Ah, but acceleration is a function of the rate at which the fuel is burned. By burning the same amount of fuel in 1/365th the time, such a craft could achieve remarkable acceleration. All you need is an engine that can accommodate that rate of burn, which is what I'm trying to point out. It is a matter of scale, rather than a matter of absolute limitations. 9.8m/s^2 acceleration is a fuckton more expensive than 0.34m/s^2 acceleration but it is most certainly possible. It is possible with plain ole' chemical rockets if you have the fuel to waste.
Demerzel
First of all, Project Daedalus is a pipe dream of futurists today, so even if you accept that it could be accomplished with a future technology decades away you've then got to scale the technology up 30 times beyond what these futurists are proposing.

Then you have to ask yourself what are the ramifications of such technology and do we see any that in SR4?

If you can boost ridiculous ammounts of mass into orbit so cheaply how is it only the super rich can afford the longevity benefits of retirement in freefall?

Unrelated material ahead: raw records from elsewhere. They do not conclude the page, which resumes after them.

use std::sync::Arc;
use std::time::Duration;

use tokio::sync::oneshot;
use tokio::task::JoinHandle;
use tokio_util::sync::CancellationToken;
use tracing::{debug, error, info, warn};

use super::error::BridgeError;
use super::worker::{run_worker, WorkerContext, WorkerReport};
use crate::clock::{Clock, LocalClock};
use crate::device::{DeviceBackend, OutputVector, ReaderSettings};
use crate::stream::channel::DEFAULT_INLET_BUFFER;
use crate::stream::{StreamInlet, StreamRegistry};

pub const DEFAULT_READY_TIMEOUT: Duration = Duration::from_secs(5);
pub const DEFAULT_STATS_INTERVAL: Duration = Duration::from_secs(10);
pub const DEFAULT_MAX_CONSECUTIVE_FAILURES: u32 = 1000;

/// Lifecycle of a [`StreamBridge`]
///
/// ```text
/// Idle ──start()──► Starting ──ready──► Running ──stop()──► Stopping ──joined──► Stopped
///  ▲                   │                   │                                      ▲  │
///  └────── failure ────┘                   └──────── worker exited, read() ───────┘  │
///  Stopped ──start()──► Starting  ◄──────────────────────────────────────────────────┘
/// ```
#[derive(Clone, Copy, Debug, PartialEq, Eq)]
pub enum BridgeState {
    Idle,
    Starting,
    Running,
    Stopping,
    Stopped,
}

#[derive(Clone, Debug)]
pub struct BridgeSettings {
    pub reader: ReaderSettings,
    /// Upper bound on the readiness handshake
    pub ready_timeout: Duration,
    /// How often the worker logs its poll statistics
    pub stats_interval: Duration,
    /// Consecutive read failures after which the worker gives up
    pub max_consecutive_failures: u32,
    /// Data the bridge's inlet holds between two `read()` calls
    pub inlet_buffer: Duration,
}

impl Default for BridgeSettings {
    fn default() -> Self {
        Self {
            reader: ReaderSettings::default(),
            ready_timeout: DEFAULT_READY_TIMEOUT,
            stats_interval: DEFAULT_STATS_INTERVAL,
            max_consecutive_failures: DEFAULT_MAX_CONSECUTIVE_FAILURES,
            inlet_buffer: DEFAULT_INLET_BUFFER,
        }
    }
}

/// Foreground handle on the device worker.
///
/// The worker polls the device on its own blocking thread and publishes into
/// the registry; the bridge holds one inlet on that stream and drains it on
/// every [`read`](Self::read). Nothing but the readiness oneshot, the
/// shutdown token and the stream connects the two sides.
pub struct StreamBridge {
    settings: BridgeSettings,
    backend: Arc<dyn DeviceBackend>,
    clock: Arc<dyn Clock>,
    registry: StreamRegistry,

    state: BridgeState,
    shutdown: CancellationToken,
    worker: Option<JoinHandle<WorkerReport>>,
    inlet: Option<StreamInlet>,
    last_report: Option<WorkerReport>,
}

impl StreamBridge {
    pub fn new(settings: BridgeSettings, backend: Arc<dyn DeviceBackend>) -> Self {
        Self {
            settings,
            backend,
            clock: Arc::new(LocalClock),
            registry: StreamRegistry::new(),
            state: BridgeState::Idle,
            shutdown: CancellationToken::new(),
            worker: None,
            inlet: None,
            last_report: None,
        }
    }

    /// Publish into an existing registry so other consumers can resolve the
    /// same stream
    pub fn with_registry(mut self, registry: StreamRegistry) -> Self {
        self.registry = registry;
        self
    }

    pub fn with_clock(mut self, clock: Arc<dyn Clock>) -> Self {
        self.clock = clock;
        self
    }

    pub fn state(&self) -> BridgeState {
        self.state
    }

    pub fn registry(&self) -> &StreamRegistry {
        &self.registry
    }

    /// Whether a worker thread is still attached and has not returned
    pub fn is_worker_alive(&self) -> bool {
        self.worker.as_ref().is_some_and(|h| !h.is_finished())
    }

    /// Outcome of the most recently joined worker
    pub fn last_report(&self) -> Option<WorkerReport> {
        self.last_report
    }

    /// Launches the worker and waits for it to open the device and publish
    /// its stream, then attaches an inlet to that stream.
    ///
    /// Discovery only happens after readiness. Any failure cancels the
    /// worker and leaves the bridge `Idle`.
    pub async fn start(&mut self) -> Result<(), BridgeError> {
        match self.state {
            BridgeState::Idle | BridgeState::Stopped => {}
            state => {
                return Err(BridgeError::InvalidState {
                    operation: "start",
                    state,
                })
            }
        }

        // A worker left behind by a failed start must be gone first
        self.reap_worker().await?;

        info!("Starting stream bridge");
        self.state = BridgeState::Starting;
        self.shutdown = CancellationToken::new();

        let (ready_tx, ready_rx) = oneshot::channel();
        let ctx = WorkerContext {
            settings: self.settings.reader.clone(),
            backend: self.backend.clone(),
            clock: self.clock.clone(),
            registry: self.registry.clone(),
            shutdown: self.shutdown.clone(),
            ready: ready_tx,
            stats_interval: self.settings.stats_interval,
            max_consecutive_failures: self.settings.max_consecutive_failures,
        };
        self.worker = Some(tokio::task::spawn_blocking(move || run_worker(ctx)));
        debug!(
            "Worker spawned, waiting up to {:?} for readiness",
            self.settings.ready_timeout
        );

        let info = match tokio::time::timeout(self.settings.ready_timeout, ready_rx).await {
            Ok(Ok(Ok(info))) => info,
            Ok(Ok(Err(device_error))) => {
                return Err(self.abort_start(BridgeError::Device(device_error)).await)
            }
            Ok(Err(_)) => return Err(self.abort_start(BridgeError::WorkerExited).await),
            Err(_) => {
                let timeout = self.settings.ready_timeout;
                return Err(self
                    .abort_start(BridgeError::WorkerStartTimeout(timeout))
                    .await);
            }
        };

        let resolved = self.registry.resolve_with_buffer(
            &info.name,
            &info.stream_type,
            self.settings.inlet_buffer,
        );
        let Some(inlet) = resolved else {
            let err = BridgeError::ChannelUnavailable {
                name: info.name,
                stream_type: info.stream_type,
            };
            return Err(self.abort_start(err).await);
        };

        info!(
            "Stream bridge running on '{}' ({} channels @ {} Hz)",
            info.name, info.channel_count, info.nominal_srate
        );
        self.inlet = Some(inlet);
        self.state = BridgeState::Running;
        Ok(())
    }

    /// Returns every sample published since the previous call, in publish
    /// order, with index-aligned timestamps. Both sequences are empty when
    /// nothing arrived. Never waits for data.
    ///
    /// Once the worker has exited on its own and its last samples were
    /// drained, fails with [`BridgeError::WorkerExited`] and leaves the bridge
    /// `Stopped`; `stop()` or the next `start()` joins the worker.
    pub fn read(&mut self) -> Result<(Vec<OutputVector>, Vec<f64>), BridgeError> {
        if self.state != BridgeState::Running {
            return Err(BridgeError::NotRunning(self.state));
        }
        let inlet = self
            .inlet
            .as_mut()
            .ok_or(BridgeError::NotRunning(self.state))?;

        // Checked before the pull so nothing pushed ahead of the exit is lost
        let worker_gone = self.worker.as_ref().is_some_and(|h| h.is_finished());
        let (vectors, timestamps) = inlet.pull_chunk()?;
        debug_assert_eq!(vectors.len(), timestamps.len());

        // Samples queued before the worker exited are still handed out first
        if vectors.is_empty() && worker_gone {
            warn!("Worker exited on its own, bridge no longer running");
            if let Some(mut inlet) = self.inlet.take() {
                inlet.close_stream();
            }
            self.state = BridgeState::Stopped;
            return Err(BridgeError::WorkerExited);
        }
        Ok((vectors, timestamps))
    }

    /// Detaches the inlet, signals shutdown and joins the worker. Safe in any
    /// state; on an idle bridge it only reaps a worker left by a failed start.
    pub async fn stop(&mut self) -> Result<(), BridgeError> {
        match self.state {
            BridgeState::Idle | BridgeState::Stopped => return self.reap_worker().await,
            _ => {}
        }

        info!("Stopping stream bridge");
        self.state = BridgeState::Stopping;
        if let Some(mut inlet) = self.inlet.take() {
            inlet.close_stream();
        }
        self.shutdown.cancel();

        let joined = self.reap_worker().await;
        self.state = BridgeState::Stopped;
        info!("Stream bridge stopped");
        joined
    }

    async fn abort_start(&mut self, err: BridgeError) -> BridgeError {
        error!("Stream bridge failed to start: {}", err);
        self.shutdown.cancel();
        self.inlet = None;

        if let Some(mut worker) = self.worker.take() {
            match tokio::time::timeout(self.settings.ready_timeout, &mut worker).await {
                Ok(Ok(report)) => {
                    debug!("Worker exited after failed start: {:?}", report.exit);
                    self.last_report = Some(report);
                }
                Ok(Err(e)) => error!("Worker panicked during start: {}", e),
                Err(_) => {
                    warn!("Worker still busy after failed start, stop() will join it");
                    self.worker = Some(worker);
                }
            }
        }

        self.state = BridgeState::Idle;
        err
    }

    async fn reap_worker(&mut self) -> Result<(), BridgeError> {
        let Some(worker) = self.worker.take() else {
            return Ok(());
        };

        self.shutdown.cancel();
        match worker.await {
            Ok(report) => {
                info!(
                    "Worker joined: {:?} after {} polls, {} samples, {} dropped",
                    report.exit,
                    report.stats.iterations,
                    report.stats.samples,
                    report.stats.dropped
                );
                self.last_report = Some(report);
                Ok(())
            }
            Err(e) => Err(BridgeError::WorkerPanicked(e.to_string())),
        }
    }
}

impl Drop for StreamBridge {
    fn drop(&mut self) {
        self.shutdown.cancel();
        if self.is_worker_alive() {
            warn!("StreamBridge dropped without stop(), worker will exit on its own");
        }
    }
}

If you can boost rideculous ammounts of mass into orbit so cheaply how is it that zurich oribtal is such a safe place when any space installation is inherrently fragile and their primary advantage is a huge potential well necessary for any attacker to overcome.

What is the evidence in SR cannon that indicates any of this or other necessary miraculous technologies exist.

And why would anyone go to so much effort when they can take a little longer and do the same thing just with less of a rush.

There is evidentally already a permanent Mars base probably doing biennial milk runs everytime Earth and Mars come into conjunction (Every 2.135 years). You're going to blow all this effort and cash to be number 2? If that's your corps grand strategic plan good luck maintaining AAA status.